Discursos que denuncia la capacidad de sometimiento y manipulación del que posee lenguaje en
grado pleno frente a quien carece de él. En tal sentido la palabra o el discurso experto no siempre
revela la verdad buscada sino que también la oculta, la enmascara. Pero además, la obra se
plantea como un ejercicio metateatral de reflexión sobre la relación entre el texto y su puesta en
escena y sobre el valor de la palabra dentro de la misma.
Todos somos culpables, parece decirnos Mayorga, al desbordar su relato el dominio de lo
estrictamente privado e inscribirse en la esfera de lo público; y es que, en efecto, detrás de cada
problema de abuso sexual particular hay una compleja y desdichada concatenación de causas y
consecuencias en la que están implicados los poderes públicos, las instituciones y los individuos,
empezando por la pobreza, la laxitud moral, el protagonismo de un juez –como compensación
quizá, de su propio fracaso como padre-, o por la perversión de una prensa sensacionalista.
En Chile, la obra fue dirigida por el director andaluz Jesús Codina, y contó con las brillantes
actuaciones de Willy Semler, Esperanza Silva, Juan Pablo Sáez, Alex Zisis, Catalina Pulido, Tiago
Correa y Claudio González.
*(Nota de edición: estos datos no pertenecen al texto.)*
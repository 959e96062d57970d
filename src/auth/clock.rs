// Time source for token expiry checks

use chrono::{DateTime, Utc};

/// Source of the current instant, injectable so expiry can be tested
pub trait Clock: Send + Sync {
    fn now(&self) -> DateTime<Utc>;
}

/// Wall clock
#[derive(Debug, Default, Clone, Copy)]
pub struct SystemClock;

impl Clock for SystemClock {
    fn now(&self) -> DateTime<Utc> {
        Utc::now()
    }
}

/// Manually advanced clock for tests
#[cfg(any(test, feature = "test-utils"))]
#[derive(Debug)]
pub struct ManualClock {
    now: std::sync::Mutex<DateTime<Utc>>,
}

#[cfg(any(test, feature = "test-utils"))]
impl ManualClock {
    pub fn new(start: DateTime<Utc>) -> Self {
        Self {
            now: std::sync::Mutex::new(start),
        }
    }

    pub fn set(&self, instant: DateTime<Utc>) {
        if let Ok(mut now) = self.now.lock() {
            *now = instant;
        }
    }

    pub fn advance(&self, by: chrono::Duration) {
        if let Ok(mut now) = self.now.lock() {
            *now += by;
        }
    }
}

#[cfg(any(test, feature = "test-utils"))]
impl Clock for ManualClock {
    fn now(&self) -> DateTime<Utc> {
        match self.now.lock() {
            Ok(now) => *now,
            Err(poisoned) => *poisoned.into_inner(),
        }
    }
}
use crate::error::Result;
use crate::http_client::TaigaClient;
use crate::models::User;

/// Users endpoints
pub struct UserService<'a> {
    client: &'a TaigaClient,
}

impl<'a> UserService<'a> {
    pub fn new(client: &'a TaigaClient) -> Self {
        Self { client }
    }

    /// The account the current token belongs to
    pub async fn get_current_user(&self) -> Result<User> {
        self.client.get("/users/me", &[]).await
    }
}
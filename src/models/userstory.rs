use chrono::{DateTime, NaiveDate, Utc};
use serde::{Deserialize, Serialize};
use serde_json::Value;

use super::common::{
    deserialize_null_vec, deserialize_tags, ProjectExtraInfo, StatusExtraInfo, UserExtraInfo,
};

/// Taiga user story
#[derive(Debug, Clone, Serialize, Deserialize)]
pub struct UserStory {
    pub id: i64,
    #[serde(rename = "ref")]
    pub reference: i64,
    pub version: i64,
    pub subject: String,
    #[serde(default)]
    pub description: Option<String>,
    pub project: i64,
    #[serde(default)]
    pub status: Option<i64>,
    #[serde(default)]
    pub status_extra_info: Option<StatusExtraInfo>,
    #[serde(default)]
    pub assigned_to: Option<i64>,
    #[serde(default)]
    pub assigned_to_extra_info: Option<UserExtraInfo>,
    #[serde(default)]
    pub owner: Option<i64>,
    #[serde(default)]
    pub owner_extra_info: Option<UserExtraInfo>,
    pub created_date: DateTime<Utc>,
    pub modified_date: DateTime<Utc>,
    #[serde(default)]
    pub finish_date: Option<DateTime<Utc>>,
    #[serde(default)]
    pub due_date: Option<NaiveDate>,
    #[serde(default, deserialize_with = "deserialize_tags")]
    pub tags: Vec<String>,
    #[serde(default)]
    pub is_closed: bool,
    #[serde(default)]
    pub is_blocked: bool,
    /// Either a role -> points map or a scalar, depending on project setup
    #[serde(default)]
    pub points: Option<Value>,
    #[serde(default)]
    pub total_points: Option<f64>,
    #[serde(default)]
    pub project_extra_info: Option<ProjectExtraInfo>,
    #[serde(default)]
    pub milestone: Option<i64>,
    #[serde(default, deserialize_with = "deserialize_null_vec")]
    pub watchers: Vec<i64>,
}

/// Body of `POST /userstories`
#[derive(Debug, Clone, Serialize)]
pub struct CreateUserStoryRequest {
    pub project: i64,
    pub subject: String,
    #[serde(skip_serializing_if = "Option::is_none")]
    pub description: Option<String>,
    #[serde(skip_serializing_if = "Option::is_none")]
    pub status: Option<i64>,
    #[serde(skip_serializing_if = "Option::is_none")]
    pub tags: Option<Vec<String>>,
}

/// Body of `PATCH /userstories/{id}`; `version` guards against lost updates
#[derive(Debug, Clone, Default, Serialize)]
pub struct UpdateUserStoryRequest {
    pub version: i64,
    #[serde(skip_serializing_if = "Option::is_none")]
    pub subject: Option<String>,
    #[serde(skip_serializing_if = "Option::is_none")]
    pub description: Option<String>,
    #[serde(skip_serializing_if = "Option::is_none")]
    pub status: Option<i64>,
    #[serde(skip_serializing_if = "Option::is_none")]
    pub assigned_to: Option<i64>,
    #[serde(skip_serializing_if = "Option::is_none")]
    pub tags: Option<Vec<String>>,
    #[serde(skip_serializing_if = "Option::is_none")]
    pub points: Option<Value>,
    /// `YYYY-MM-DD`
    #[serde(skip_serializing_if = "Option::is_none")]
    pub due_date: Option<String>,
}

#[cfg(test)]
mod tests {
    use super::*;
    use serde_json::json;

    #[test]
    fn test_user_story_with_role_points() {
        let story: UserStory = serde_json::from_value(json!({
            "id": 21,
            "ref": 8,
            "version": 1,
            "subject": "Login form",
            "project": 1,
            "status": 2,
            "created_date": "2024-03-01T10:00:00Z",
            "modified_date": "2024-03-01T10:00:00Z",
            "due_date": "2024-04-01",
            "points": {"1": 3, "2": 5},
            "tags": ["auth"]
        }))
        .unwrap();
        assert_eq!(story.reference, 8);
        assert_eq!(story.due_date.unwrap().to_string(), "2024-04-01");
        assert!(story.points.unwrap().is_object());
        assert_eq!(story.tags, vec!["auth"]);
    }

    #[test]
    fn test_update_request_serialization() {
        let request = UpdateUserStoryRequest {
            version: 3,
            subject: Some("New subject".to_string()),
            points: Some(json!({"1": 5.0})),
            ..Default::default()
        };
        let body = serde_json::to_value(&request).unwrap();
        assert_eq!(
            body,
            json!({"version": 3, "subject": "New subject", "points": {"1": 5.0}})
        );
    }
}
// Credential-for-token exchange against `POST /auth`

use reqwest::{Client, StatusCode};
use serde_json::Value;

use crate::error::{Result, TaigaError};

use super::types::{AuthRequest, Credentials};

/// Exchange a username/password pair for a bearer token
pub async fn exchange_credentials(
    client: &Client,
    api_url: &str,
    creds: &Credentials,
) -> Result<String> {
    tracing::info!(username = %creds.username, "Authenticating user");

    let url = format!("{}/auth", api_url);

    let response = client
        .post(&url)
        .json(&AuthRequest::normal(creds))
        .send()
        .await
        .map_err(|e| {
            tracing::error!(error = %e, url = %url, "Auth endpoint unreachable");
            TaigaError::Authentication(format!("Failed to connect to Taiga API: {}", e))
        })?;

    let status = response.status();
    if !status.is_success() {
        let error_text = response.text().await.unwrap_or_default();
        tracing::error!(
            status = status.as_u16(),
            body = %error_text,
            "HTTP error during authentication"
        );

        if status == StatusCode::BAD_REQUEST {
            return Err(TaigaError::Authentication(
                "Invalid credentials. Please check your username and password.".to_string(),
            ));
        }

        return Err(TaigaError::Authentication(format!(
            "Authentication failed: HTTP {}",
            status
        )));
    }

    let data: Value = response.json().await.map_err(|e| {
        TaigaError::Authentication(format!(
            "Unexpected response format from Taiga API: {}",
            e
        ))
    })?;

    let token = data
        .get("auth_token")
        .and_then(Value::as_str)
        .filter(|t| !t.is_empty())
        .ok_or_else(|| {
            TaigaError::Authentication(
                "Unexpected response format from Taiga API: missing 'auth_token'".to_string(),
            )
        })?;

    tracing::info!("Authentication successful");
    Ok(token.to_string())
}

#[cfg(test)]
mod tests {
    use super::*;
    use mockito::Matcher;
    use serde_json::json;

    fn creds() -> Credentials {
        Credentials {
            username: "alice".to_string(),
            password: "secret".to_string(),
        }
    }

    #[tokio::test]
    async fn test_exchange_success() {
        let mut server = mockito::Server::new_async().await;
        let mock = server
            .mock("POST", "/auth")
            .match_body(Matcher::Json(json!({
                "type": "normal",
                "username": "alice",
                "password": "secret"
            })))
            .with_status(200)
            .with_header("content-type", "application/json")
            .with_body(json!({"auth_token": "tok-123", "id": 7}).to_string())
            .create_async()
            .await;

        let token = exchange_credentials(&Client::new(), &server.url(), &creds())
            .await
            .unwrap();
        assert_eq!(token, "tok-123");
        mock.assert_async().await;
    }

    #[tokio::test]
    async fn test_exchange_bad_request_is_invalid_credentials() {
        let mut server = mockito::Server::new_async().await;
        let _mock = server
            .mock("POST", "/auth")
            .with_status(400)
            .with_body(r#"{"_error_message": "Username or password does not matches user."}"#)
            .create_async()
            .await;

        let err = exchange_credentials(&Client::new(), &server.url(), &creds())
            .await
            .unwrap_err();
        assert!(matches!(err, TaigaError::Authentication(_)));
        assert!(err.to_string().contains("Invalid credentials"));
    }

    #[tokio::test]
    async fn test_exchange_other_status_wraps_status() {
        let mut server = mockito::Server::new_async().await;
        let _mock = server
            .mock("POST", "/auth")
            .with_status(503)
            .create_async()
            .await;

        let err = exchange_credentials(&Client::new(), &server.url(), &creds())
            .await
            .unwrap_err();
        assert!(matches!(err, TaigaError::Authentication(_)));
        assert!(err.to_string().contains("503"));
    }

    #[tokio::test]
    async fn test_exchange_missing_token_field() {
        let mut server = mockito::Server::new_async().await;
        let _mock = server
            .mock("POST", "/auth")
            .with_status(200)
            .with_header("content-type", "application/json")
            .with_body(r#"{"id": 7, "username": "alice"}"#)
            .create_async()
            .await;

        let err = exchange_credentials(&Client::new(), &server.url(), &creds())
            .await
            .unwrap_err();
        assert!(err.to_string().contains("missing 'auth_token'"));
    }

    #[tokio::test]
    async fn test_exchange_connection_refused() {
        // Port 9 (discard) on localhost is not expected to accept connections
        let err = exchange_credentials(&Client::new(), "http://127.0.0.1:9", &creds())
            .await
            .unwrap_err();
        assert!(matches!(err, TaigaError::Authentication(_)));
        assert!(err.to_string().contains("Failed to connect to Taiga API"));
    }
}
Y música en vivo de la talentosa Angela Acuña. Solo el actor/juez
Montero (Semler) y el acotador (Zisis) permanecen en su papel, todos los demás juegan diversos
roles. En términos escenográfico el espacio está casi vacío, algunas sillas y mesas, para resaltar la
capacidad expresiva de la obra, porque en ese descampado es la imaginación de cada uno de los
espectadores la que termina de componer los escenarios con las esquemáticas referencias que se
nos dan.
La obra está de gira, primero estará en el Festival de El Cairo, luego en el Festival de Teatro Joven
de Córdoba, Festival de Jaén para volver a fines de año a Santiago.